(Data excerpts)
++++++++++++++++++++

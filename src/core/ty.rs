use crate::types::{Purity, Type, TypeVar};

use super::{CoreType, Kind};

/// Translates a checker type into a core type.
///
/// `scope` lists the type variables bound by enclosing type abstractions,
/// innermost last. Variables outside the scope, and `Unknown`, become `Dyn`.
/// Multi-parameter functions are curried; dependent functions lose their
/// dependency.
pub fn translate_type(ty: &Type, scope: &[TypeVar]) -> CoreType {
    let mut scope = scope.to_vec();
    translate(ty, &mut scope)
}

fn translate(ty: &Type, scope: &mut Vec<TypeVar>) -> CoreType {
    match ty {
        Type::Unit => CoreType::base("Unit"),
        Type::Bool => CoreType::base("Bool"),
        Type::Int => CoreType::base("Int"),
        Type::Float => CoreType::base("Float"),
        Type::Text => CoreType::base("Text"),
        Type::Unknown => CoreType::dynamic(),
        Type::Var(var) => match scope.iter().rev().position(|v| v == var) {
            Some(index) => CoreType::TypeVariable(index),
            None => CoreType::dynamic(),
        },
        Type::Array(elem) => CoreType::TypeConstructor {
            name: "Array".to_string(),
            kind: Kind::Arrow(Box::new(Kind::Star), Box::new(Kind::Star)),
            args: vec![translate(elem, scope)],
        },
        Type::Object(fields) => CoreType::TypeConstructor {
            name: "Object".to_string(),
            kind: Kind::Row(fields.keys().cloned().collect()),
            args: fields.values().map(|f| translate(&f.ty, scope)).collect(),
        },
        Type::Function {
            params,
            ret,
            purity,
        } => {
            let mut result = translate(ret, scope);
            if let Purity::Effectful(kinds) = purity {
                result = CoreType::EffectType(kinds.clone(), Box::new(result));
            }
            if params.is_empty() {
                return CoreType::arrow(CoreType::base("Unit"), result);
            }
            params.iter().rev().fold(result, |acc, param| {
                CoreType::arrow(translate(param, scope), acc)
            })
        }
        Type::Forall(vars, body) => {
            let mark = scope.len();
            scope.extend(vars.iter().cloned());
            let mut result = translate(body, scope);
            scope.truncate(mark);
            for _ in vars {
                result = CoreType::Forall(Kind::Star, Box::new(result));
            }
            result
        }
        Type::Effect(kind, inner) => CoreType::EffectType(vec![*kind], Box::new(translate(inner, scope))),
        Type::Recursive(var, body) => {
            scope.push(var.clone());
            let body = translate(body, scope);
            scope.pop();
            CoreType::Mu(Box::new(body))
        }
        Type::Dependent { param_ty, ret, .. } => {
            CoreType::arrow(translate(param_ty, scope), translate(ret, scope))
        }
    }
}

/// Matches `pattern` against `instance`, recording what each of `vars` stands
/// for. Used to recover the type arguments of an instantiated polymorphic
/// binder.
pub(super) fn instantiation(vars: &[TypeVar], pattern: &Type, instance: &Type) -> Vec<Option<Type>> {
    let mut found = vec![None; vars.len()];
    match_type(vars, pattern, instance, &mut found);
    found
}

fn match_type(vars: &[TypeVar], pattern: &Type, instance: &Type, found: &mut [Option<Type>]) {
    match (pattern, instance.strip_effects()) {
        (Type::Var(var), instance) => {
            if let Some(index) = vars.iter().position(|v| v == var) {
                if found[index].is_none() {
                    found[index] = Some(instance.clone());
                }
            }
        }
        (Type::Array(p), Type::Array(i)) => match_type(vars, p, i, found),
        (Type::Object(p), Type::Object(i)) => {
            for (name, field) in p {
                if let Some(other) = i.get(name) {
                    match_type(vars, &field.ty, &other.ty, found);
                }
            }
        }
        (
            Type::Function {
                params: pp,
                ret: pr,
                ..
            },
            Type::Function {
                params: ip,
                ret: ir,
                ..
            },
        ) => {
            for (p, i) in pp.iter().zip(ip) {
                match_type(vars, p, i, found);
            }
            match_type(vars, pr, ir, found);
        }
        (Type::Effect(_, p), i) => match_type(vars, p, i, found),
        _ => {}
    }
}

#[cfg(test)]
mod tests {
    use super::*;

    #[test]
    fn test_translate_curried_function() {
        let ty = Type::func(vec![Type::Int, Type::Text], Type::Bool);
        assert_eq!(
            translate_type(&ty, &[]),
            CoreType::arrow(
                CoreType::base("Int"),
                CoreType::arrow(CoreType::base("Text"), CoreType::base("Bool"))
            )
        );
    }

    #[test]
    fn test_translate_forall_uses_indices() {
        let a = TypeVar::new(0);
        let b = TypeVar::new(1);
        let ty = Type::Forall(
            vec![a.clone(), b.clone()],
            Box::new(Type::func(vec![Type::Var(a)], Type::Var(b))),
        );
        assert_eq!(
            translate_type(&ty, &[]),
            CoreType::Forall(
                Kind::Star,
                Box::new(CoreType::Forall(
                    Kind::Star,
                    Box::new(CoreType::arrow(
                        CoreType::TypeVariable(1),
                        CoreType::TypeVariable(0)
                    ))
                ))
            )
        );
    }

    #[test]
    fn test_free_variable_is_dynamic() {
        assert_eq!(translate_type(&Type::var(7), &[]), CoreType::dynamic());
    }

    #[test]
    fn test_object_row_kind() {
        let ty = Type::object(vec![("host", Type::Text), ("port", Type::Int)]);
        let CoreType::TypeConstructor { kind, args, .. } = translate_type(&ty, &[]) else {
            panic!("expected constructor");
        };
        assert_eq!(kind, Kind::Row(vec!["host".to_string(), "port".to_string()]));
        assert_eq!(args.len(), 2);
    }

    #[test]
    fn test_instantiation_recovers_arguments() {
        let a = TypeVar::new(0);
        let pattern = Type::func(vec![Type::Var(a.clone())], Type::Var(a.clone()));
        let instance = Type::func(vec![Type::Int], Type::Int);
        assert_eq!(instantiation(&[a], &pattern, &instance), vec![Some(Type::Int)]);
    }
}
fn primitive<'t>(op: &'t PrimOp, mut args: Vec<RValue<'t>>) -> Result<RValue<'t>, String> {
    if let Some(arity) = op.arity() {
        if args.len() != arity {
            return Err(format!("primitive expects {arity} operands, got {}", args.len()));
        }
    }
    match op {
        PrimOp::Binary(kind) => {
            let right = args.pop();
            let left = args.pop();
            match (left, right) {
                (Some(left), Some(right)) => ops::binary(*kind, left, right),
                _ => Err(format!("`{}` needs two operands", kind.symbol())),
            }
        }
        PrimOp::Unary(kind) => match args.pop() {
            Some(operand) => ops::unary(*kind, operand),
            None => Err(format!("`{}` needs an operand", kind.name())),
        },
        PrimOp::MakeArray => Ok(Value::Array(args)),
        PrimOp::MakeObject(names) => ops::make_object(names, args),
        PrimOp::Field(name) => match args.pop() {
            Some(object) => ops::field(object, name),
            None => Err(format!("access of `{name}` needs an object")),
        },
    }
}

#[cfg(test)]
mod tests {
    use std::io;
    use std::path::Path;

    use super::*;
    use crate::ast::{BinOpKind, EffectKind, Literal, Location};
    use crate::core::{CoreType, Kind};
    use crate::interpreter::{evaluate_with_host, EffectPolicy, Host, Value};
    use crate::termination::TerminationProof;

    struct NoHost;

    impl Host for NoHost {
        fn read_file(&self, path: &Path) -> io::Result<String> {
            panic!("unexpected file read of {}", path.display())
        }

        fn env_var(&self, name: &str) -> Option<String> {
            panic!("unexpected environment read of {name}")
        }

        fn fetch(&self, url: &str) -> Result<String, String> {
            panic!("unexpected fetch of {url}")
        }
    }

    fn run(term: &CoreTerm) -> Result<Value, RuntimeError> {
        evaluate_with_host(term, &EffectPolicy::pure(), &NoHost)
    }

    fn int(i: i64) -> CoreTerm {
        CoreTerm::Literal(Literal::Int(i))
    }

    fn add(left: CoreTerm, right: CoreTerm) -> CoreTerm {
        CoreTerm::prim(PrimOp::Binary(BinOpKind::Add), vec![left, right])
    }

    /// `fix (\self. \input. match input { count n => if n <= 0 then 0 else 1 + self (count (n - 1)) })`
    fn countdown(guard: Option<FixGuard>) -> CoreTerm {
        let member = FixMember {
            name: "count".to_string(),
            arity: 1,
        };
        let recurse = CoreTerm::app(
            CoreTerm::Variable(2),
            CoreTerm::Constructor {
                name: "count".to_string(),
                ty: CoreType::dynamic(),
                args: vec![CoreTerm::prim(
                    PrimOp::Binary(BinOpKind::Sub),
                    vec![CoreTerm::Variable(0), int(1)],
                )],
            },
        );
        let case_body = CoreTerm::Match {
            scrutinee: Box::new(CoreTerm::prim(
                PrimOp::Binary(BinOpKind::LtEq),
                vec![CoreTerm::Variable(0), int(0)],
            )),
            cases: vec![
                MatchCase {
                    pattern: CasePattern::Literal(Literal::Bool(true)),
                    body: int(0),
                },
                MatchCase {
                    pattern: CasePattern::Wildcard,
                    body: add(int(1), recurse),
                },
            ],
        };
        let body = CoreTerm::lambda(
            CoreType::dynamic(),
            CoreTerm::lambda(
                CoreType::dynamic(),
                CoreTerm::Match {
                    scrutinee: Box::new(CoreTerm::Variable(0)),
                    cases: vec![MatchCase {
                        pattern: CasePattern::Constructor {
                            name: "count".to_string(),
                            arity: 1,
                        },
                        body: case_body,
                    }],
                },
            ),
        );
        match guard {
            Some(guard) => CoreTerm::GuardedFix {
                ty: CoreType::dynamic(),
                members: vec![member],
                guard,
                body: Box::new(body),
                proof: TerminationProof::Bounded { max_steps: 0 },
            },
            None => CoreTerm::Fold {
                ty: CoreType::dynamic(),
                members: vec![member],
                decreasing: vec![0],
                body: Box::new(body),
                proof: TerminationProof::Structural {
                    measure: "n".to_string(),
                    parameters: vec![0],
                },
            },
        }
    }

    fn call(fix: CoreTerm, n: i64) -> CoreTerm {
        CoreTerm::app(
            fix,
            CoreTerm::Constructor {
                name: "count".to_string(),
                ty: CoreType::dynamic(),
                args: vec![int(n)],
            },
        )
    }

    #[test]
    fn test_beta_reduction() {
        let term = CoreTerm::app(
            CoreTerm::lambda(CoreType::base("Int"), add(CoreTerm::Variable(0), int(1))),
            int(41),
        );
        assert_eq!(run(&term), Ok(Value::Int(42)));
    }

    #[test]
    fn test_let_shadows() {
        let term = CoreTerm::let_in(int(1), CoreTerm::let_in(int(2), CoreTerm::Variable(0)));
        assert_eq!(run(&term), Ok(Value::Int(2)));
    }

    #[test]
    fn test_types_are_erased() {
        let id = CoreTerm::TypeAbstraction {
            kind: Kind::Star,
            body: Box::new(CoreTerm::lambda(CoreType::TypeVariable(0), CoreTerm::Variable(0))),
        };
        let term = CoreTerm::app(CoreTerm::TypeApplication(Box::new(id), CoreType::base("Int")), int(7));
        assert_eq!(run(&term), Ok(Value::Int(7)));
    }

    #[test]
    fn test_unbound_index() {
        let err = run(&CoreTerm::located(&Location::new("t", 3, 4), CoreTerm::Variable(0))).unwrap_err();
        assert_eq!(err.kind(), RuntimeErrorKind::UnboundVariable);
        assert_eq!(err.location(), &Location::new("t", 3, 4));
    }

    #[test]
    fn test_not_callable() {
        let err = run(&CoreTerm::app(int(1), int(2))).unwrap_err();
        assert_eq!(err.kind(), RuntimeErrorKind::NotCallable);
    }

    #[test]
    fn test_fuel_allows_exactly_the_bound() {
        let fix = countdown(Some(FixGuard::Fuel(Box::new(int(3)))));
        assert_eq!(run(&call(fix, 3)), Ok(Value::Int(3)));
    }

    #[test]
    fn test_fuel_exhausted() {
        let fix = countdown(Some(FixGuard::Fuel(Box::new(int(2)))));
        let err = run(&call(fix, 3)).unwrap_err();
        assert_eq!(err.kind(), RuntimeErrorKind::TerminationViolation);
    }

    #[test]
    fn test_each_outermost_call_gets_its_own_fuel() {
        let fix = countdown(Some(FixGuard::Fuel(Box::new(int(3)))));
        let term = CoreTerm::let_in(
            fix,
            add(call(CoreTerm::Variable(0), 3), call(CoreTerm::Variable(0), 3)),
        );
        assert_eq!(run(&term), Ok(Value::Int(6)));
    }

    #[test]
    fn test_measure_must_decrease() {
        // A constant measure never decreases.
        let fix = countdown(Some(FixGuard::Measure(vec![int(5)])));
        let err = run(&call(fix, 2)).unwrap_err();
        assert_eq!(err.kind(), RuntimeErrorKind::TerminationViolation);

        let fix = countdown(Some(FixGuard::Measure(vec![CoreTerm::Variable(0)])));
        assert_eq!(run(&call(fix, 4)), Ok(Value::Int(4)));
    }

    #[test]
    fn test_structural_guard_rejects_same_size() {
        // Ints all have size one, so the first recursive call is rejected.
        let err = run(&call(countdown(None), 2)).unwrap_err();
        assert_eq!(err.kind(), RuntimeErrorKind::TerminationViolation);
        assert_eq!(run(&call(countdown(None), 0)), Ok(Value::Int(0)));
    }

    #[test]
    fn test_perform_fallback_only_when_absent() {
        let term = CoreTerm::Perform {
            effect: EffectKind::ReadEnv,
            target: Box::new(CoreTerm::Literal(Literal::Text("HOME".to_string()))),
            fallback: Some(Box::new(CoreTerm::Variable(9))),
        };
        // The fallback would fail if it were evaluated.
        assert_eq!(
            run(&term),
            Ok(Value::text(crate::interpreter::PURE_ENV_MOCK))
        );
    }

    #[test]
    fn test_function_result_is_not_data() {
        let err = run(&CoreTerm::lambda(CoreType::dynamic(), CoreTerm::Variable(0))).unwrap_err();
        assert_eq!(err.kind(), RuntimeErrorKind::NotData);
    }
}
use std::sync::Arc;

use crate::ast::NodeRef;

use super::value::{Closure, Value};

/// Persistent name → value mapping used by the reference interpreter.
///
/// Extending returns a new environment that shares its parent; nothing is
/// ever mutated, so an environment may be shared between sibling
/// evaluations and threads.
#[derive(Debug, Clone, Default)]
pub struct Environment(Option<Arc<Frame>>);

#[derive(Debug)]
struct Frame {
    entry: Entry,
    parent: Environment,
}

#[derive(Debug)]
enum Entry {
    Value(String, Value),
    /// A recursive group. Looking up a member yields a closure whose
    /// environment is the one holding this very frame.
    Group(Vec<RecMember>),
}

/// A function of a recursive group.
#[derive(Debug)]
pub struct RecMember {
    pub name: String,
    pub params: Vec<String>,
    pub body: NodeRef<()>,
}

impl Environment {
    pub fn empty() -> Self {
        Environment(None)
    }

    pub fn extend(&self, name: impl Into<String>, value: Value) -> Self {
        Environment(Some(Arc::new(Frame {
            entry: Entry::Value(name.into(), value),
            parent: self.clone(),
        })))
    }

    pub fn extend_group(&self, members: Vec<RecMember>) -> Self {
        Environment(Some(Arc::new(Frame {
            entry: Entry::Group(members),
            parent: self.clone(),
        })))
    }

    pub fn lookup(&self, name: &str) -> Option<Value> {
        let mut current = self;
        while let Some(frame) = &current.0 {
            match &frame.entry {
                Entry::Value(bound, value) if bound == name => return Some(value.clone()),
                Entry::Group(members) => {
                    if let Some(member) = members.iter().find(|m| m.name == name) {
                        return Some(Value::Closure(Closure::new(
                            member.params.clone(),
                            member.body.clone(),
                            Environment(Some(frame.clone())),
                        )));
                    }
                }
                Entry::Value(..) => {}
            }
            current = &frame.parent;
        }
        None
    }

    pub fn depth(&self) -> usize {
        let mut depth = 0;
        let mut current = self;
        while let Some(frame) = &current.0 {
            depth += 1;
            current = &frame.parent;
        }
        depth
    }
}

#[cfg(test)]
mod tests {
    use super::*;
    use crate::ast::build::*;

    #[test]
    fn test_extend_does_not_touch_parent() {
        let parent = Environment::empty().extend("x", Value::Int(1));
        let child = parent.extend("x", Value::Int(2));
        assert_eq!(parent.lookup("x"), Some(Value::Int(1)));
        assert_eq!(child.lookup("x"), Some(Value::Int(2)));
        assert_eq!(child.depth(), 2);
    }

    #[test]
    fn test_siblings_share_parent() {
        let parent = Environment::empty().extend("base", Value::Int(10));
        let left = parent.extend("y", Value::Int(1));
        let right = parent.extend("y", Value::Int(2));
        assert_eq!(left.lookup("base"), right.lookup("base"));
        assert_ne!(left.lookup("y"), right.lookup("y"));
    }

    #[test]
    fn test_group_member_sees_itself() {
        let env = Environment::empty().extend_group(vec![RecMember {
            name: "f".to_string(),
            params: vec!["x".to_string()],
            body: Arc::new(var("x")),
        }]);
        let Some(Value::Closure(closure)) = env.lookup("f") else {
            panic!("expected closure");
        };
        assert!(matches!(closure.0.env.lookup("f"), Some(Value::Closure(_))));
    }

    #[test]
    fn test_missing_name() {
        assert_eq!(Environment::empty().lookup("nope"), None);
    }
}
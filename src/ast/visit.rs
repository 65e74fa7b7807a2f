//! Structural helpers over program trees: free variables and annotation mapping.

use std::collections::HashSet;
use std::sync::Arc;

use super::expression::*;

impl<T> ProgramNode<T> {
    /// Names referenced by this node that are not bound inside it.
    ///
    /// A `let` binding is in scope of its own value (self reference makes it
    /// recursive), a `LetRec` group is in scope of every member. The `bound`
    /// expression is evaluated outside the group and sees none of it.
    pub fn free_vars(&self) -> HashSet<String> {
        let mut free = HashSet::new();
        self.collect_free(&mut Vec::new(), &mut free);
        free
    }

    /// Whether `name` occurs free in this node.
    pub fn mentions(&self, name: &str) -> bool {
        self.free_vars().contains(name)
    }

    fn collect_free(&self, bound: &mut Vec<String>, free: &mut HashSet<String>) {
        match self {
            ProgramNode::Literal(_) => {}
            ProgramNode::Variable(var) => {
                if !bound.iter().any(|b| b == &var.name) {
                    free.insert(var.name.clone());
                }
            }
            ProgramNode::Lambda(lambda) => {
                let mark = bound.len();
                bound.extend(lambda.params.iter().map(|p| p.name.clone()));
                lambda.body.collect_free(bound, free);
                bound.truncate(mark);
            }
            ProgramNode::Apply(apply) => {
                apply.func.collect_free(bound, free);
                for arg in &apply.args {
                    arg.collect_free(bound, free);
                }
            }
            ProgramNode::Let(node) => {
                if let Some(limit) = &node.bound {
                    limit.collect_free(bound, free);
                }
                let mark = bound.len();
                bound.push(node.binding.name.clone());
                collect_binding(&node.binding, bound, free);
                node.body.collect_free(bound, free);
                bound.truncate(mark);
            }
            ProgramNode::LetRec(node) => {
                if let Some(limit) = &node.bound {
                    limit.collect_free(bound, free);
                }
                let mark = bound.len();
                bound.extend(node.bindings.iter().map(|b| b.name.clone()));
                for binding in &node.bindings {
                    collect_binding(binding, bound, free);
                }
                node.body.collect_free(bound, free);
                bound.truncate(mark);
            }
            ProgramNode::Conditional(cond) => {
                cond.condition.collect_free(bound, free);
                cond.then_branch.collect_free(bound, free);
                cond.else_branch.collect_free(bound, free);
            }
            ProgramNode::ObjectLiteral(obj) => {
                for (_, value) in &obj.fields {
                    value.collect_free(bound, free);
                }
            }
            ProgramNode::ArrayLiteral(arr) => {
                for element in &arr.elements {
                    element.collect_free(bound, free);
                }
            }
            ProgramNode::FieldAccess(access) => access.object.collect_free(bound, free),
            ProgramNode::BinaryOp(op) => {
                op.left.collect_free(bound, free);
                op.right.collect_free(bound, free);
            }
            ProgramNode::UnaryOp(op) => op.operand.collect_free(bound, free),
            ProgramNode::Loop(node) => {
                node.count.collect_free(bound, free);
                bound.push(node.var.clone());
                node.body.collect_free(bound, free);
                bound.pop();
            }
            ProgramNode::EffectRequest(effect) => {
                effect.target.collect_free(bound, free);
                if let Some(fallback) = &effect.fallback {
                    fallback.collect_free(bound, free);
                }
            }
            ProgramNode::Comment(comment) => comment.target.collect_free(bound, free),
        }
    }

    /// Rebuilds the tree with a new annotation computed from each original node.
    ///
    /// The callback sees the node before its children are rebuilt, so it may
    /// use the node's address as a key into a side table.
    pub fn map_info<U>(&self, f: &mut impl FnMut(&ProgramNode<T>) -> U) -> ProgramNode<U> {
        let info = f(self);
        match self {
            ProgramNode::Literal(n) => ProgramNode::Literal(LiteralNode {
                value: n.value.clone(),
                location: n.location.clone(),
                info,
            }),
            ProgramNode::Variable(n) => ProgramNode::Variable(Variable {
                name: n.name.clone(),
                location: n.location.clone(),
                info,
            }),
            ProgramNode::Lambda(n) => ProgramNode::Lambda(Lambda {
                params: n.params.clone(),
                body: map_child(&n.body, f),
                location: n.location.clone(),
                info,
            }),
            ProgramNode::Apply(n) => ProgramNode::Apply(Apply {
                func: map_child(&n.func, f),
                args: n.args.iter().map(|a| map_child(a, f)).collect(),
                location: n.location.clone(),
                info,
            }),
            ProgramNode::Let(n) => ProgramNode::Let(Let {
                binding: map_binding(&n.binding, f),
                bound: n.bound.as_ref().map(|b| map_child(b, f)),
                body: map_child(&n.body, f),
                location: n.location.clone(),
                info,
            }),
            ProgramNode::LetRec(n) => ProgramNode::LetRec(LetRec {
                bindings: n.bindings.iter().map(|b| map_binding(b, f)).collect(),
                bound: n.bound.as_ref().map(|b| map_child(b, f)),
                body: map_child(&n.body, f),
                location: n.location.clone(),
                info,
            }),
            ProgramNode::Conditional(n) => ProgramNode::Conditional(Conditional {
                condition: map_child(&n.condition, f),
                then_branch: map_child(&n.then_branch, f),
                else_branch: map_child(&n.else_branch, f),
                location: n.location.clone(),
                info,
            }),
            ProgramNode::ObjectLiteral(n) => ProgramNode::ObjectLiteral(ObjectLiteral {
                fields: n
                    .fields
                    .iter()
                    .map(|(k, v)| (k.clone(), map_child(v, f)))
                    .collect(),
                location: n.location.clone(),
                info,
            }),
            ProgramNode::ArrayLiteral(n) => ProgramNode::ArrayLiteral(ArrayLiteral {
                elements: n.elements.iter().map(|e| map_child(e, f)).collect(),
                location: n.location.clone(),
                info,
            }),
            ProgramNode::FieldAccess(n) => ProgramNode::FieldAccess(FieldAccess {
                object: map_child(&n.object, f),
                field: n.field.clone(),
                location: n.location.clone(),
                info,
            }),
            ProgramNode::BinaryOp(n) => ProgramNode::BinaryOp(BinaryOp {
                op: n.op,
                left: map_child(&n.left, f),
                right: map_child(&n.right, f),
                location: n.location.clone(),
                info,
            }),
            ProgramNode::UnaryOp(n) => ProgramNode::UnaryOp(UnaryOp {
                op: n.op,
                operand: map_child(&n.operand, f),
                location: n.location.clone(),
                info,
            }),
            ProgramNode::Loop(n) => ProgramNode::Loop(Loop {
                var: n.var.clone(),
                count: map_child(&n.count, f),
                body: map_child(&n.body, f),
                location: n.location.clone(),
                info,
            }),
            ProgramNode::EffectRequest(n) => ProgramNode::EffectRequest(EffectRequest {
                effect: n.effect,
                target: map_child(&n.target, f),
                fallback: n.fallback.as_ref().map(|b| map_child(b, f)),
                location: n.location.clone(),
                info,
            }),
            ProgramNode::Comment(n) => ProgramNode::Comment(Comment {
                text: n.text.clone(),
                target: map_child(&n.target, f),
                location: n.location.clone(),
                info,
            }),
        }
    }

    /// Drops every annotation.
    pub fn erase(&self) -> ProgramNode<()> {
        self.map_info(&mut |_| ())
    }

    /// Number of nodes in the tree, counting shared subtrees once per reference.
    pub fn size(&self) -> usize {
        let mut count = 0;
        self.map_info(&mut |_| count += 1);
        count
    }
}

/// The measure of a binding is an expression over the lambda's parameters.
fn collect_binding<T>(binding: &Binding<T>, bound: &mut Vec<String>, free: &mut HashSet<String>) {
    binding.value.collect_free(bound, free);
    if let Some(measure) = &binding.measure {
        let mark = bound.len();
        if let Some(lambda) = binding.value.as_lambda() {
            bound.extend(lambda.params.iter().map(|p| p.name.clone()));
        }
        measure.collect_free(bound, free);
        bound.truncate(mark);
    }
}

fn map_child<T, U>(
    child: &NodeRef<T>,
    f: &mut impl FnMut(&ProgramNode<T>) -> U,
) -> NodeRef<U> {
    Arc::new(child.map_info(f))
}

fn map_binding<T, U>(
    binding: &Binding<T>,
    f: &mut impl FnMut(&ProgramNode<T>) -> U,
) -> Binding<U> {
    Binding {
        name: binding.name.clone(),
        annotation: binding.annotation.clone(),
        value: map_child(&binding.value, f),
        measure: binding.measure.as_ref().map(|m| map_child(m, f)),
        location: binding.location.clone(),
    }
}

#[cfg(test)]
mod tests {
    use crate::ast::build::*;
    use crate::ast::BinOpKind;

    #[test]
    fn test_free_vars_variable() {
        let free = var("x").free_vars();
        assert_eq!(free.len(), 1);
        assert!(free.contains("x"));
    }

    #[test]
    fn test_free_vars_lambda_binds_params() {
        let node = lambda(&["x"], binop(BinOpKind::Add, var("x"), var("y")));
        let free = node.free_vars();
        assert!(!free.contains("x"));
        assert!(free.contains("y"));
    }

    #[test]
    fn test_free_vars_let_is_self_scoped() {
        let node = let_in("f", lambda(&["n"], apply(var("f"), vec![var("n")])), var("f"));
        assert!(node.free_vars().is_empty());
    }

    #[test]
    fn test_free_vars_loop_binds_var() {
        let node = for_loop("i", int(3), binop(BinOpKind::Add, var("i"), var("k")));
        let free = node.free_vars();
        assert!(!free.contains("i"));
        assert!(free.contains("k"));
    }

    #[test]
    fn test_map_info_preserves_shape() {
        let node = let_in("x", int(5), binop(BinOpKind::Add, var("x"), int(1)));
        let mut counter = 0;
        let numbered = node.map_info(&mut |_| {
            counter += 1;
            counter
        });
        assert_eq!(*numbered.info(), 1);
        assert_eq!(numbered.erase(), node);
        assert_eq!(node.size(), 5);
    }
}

++++++++++++++++++++

If a line in the listing holds the word "annotation", list that line.

//! Structural helpers over program trees: free variables and annotation mapping.
    /// Rebuilds the tree with a new annotation computed from each original node.
    /// Drops every annotation.
        annotation: binding.annotation.clone(),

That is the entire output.